On January 19 last year, Xin Yuan Health Industry entered liquidation. As of January 18, this initiated product had a combined scale of only 13 million yuan, failing to meet the 200 million yuan target over three years, and shrinking by more than 60% from its initial scale of 37 million yuan.
This product has maintained a high institutional holding ratio for a long time. By the end of 2024, institutional holdings still accounted for 90.13%. The Q4 2024 report showed that since inception, the fund had lost over 18%, but still outperformed the benchmark by more than 7%. Its unit net value before liquidation had fallen to 0.7756 yuan.
Xin Yuan Fund was established in August 2013, with over 12.5 years of history. During this period, its scale has steadily grown, and its ranking has continuously improved.
According to Wind data over the past ten years, Xin Yuan Fund’s total managed assets first surpassed 100 billion yuan in Q3 2022, reaching 1088.8 billion yuan, ranking 50th among 192 licensed institutions. Less than two years later, the total managed assets exceeded 2000 billion yuan, moving into the top 40 industry rankings and maintaining that position to date.

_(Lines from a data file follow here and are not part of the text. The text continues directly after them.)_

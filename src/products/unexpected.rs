use serde::Serialize;
use std::{io, path::PathBuf};
use thiserror::Error;


#[derive(Debug, Clone, Serialize, Error, PartialEq, Eq, Hash)]
/// Failure of a single certificate fetch
pub enum FetchError {
    /// Name resolution or TCP connection failed (host, details)
    #[error("Couldn't connect to host: {0}. Details: {1}")]
    DnsOrConnectFailure(String, String),

    /// TLS handshake failed (host, details)
    #[error("TLS handshake with host: {0} failed. Details: {1}")]
    TlsHandshakeFailure(String, String),

    /// Check didn't finish in given time (host, timeout in seconds)
    #[error("Host: {0} couldn't be checked in time frame of {1} seconds")]
    Timeout(String, u64),

    /// Leaf certificate missing or its expiry unreadable (host, details)
    #[error("Couldn't read certificate expiry of host: {0}. Details: {1}")]
    CertificateParseFailure(String, String),
}


impl FetchError {
    /// Operator hint printed below the failure
    pub fn hint(&self) -> &'static str {
        match self {
            FetchError::DnsOrConnectFailure(..) => {
                "possible causes: invalid hostname, network issue, firewall"
            }
            FetchError::TlsHandshakeFailure(..) => {
                "possible causes: service doesn't speak TLS on this port, unsupported protocol version"
            }
            FetchError::Timeout(..) => {
                "possible causes: host unreachable, firewall dropping packets, overloaded service"
            }
            FetchError::CertificateParseFailure(..) => {
                "possible causes: no certificate presented, malformed certificate"
            }
        }
    }
}


#[derive(Debug, Clone, Serialize, Error, PartialEq, Eq, Hash)]
/// Host entry that can't be checked because of its configuration
pub enum InvalidHost {
    /// Hostname missing or blank (entry position)
    #[error("Host entry #{0} has an empty hostname")]
    EmptyHostname(usize),

    /// Hostname contains characters no hostname can contain (entry position, hostname)
    #[error("Host entry #{0} has a malformed hostname: \"{1}\"")]
    MalformedHostname(usize, String),

    /// Entry isn't a valid host object (entry position, details)
    #[error("Host entry #{0} is malformed. Details: {1}")]
    MalformedEntry(usize, String),
}


#[derive(Debug, Clone, Serialize, Error, PartialEq, Eq, Hash)]
/// Error of a single host check, stored in its result
pub enum HostError {
    /// Certificate couldn't be fetched
    #[error(transparent)]
    Fetch(#[from] FetchError),

    /// Host entry is invalid
    #[error(transparent)]
    Invalid(#[from] InvalidHost),
}


impl HostError {
    /// Operator hint printed below the failure
    pub fn hint(&self) -> &'static str {
        match self {
            HostError::Fetch(fetch_error) => fetch_error.hint(),
            HostError::Invalid(_) => "fix the host entry in configuration file",
        }
    }
}


#[derive(Debug, Clone, Error, PartialEq, Eq)]
/// Webhook notification failure
pub enum NotifyError {
    /// Payload couldn't be built
    #[error("Failed to build notification payload. Details: {0}")]
    Payload(String),

    /// Webhook unreachable or responded with non-2xx code
    #[error("Failed to deliver notification to webhook: {0}. Details: {1}")]
    DeliveryFailed(String, String),
}


#[derive(Debug, Clone, Error, PartialEq, Eq)]
/// Run-level input error, stops the run before any host is checked
pub enum RunError {
    /// No hosts to check
    #[error("No hosts defined! Nothing to check.")]
    EmptyHostList,

    /// Port out of 1-65535 range
    #[error("Invalid port: {0}. Expected value in range 1-65535")]
    InvalidPort(u32),

    /// Timeout lower than a second
    #[error("Invalid timeout: {0}s. Expected at least 1 second")]
    InvalidTimeout(u64),

    /// Concurrency out of range (given, maximum)
    #[error("Invalid concurrency: {0}. Expected value in range 1-{1}")]
    InvalidConcurrency(usize, usize),

    /// Worker pool couldn't be started
    #[error("Failed to start check workers. Details: {0}")]
    WorkerPool(String),
}


#[derive(Debug, Error)]
/// Configuration file error, fatal for the whole run
pub enum ConfigError {
    /// None of the default locations contains a config file
    #[error("No configuration file found in any of: {0}")]
    NotFound(String),

    /// Config file can't be read
    #[error("Failed to read configuration file: {}. Details: {}", .0.display(), .1)]
    Read(PathBuf, #[source] io::Error),

    /// Config file isn't valid JSON of expected shape
    #[error("Configuration error in file: {}. Details: {}", .0.display(), .1)]
    Parse(PathBuf, #[source] serde_json::Error),
}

By the end of last year, Xin Yuan Fund’s total managed assets were 2,470.42 billion yuan, ranking 36th among 167 licensed public fund managers. Excluding FOFs, the scale of fixed income funds and equity funds was 238.89 billion yuan and 7.707 billion yuan respectively, accounting for 96.7% and 3.12%.
It is evident that Xin Yuan Fund still struggles with the “fixed income dominance, weak equity” bias common among bank-affiliated public funds.
According to Choice, Xin Yuan Fund currently has 101 existing products, including 57 bond funds, 25 mixed funds, 12 equity funds, 5 FOFs, and 2 money market funds.
Since the beginning of this year, Xin Yuan Fund has launched five new funds. According to Choice’s three-level classification, these include Xin Yuan Prosperity Select (equity/mixed), Xin Yuan Yuexin Tainyi Bond (secondary bond), and Xin Yuan Zhixiang 180-day Bond (primary bond); the other two are also initiated products—Xin Yuan Xinrui Quantitative Stock Selection and Xin Yuan Xin Selection Multi-Strategy Stable Allocation (FOF), both classified as mixed funds and FOFs respectively.
In 2025, Xin Yuan Fund launched 19 new products, of which only two are bond funds, with the rest being equity funds. Although the number of new equity products seems substantial, considering the existing product structure and actual scale contribution, the company’s efforts in new equity product development remain limited, and it has yet to establish an influential equity product matrix.
It is noteworthy that among these 19 new products, eight are initiated funds. Rapid deployment of products through initiated structures has become a common approach. However, if new products cannot simultaneously establish sustainable performance and scale growth, they are merely “trial-and-error” products, likely to face liquidation.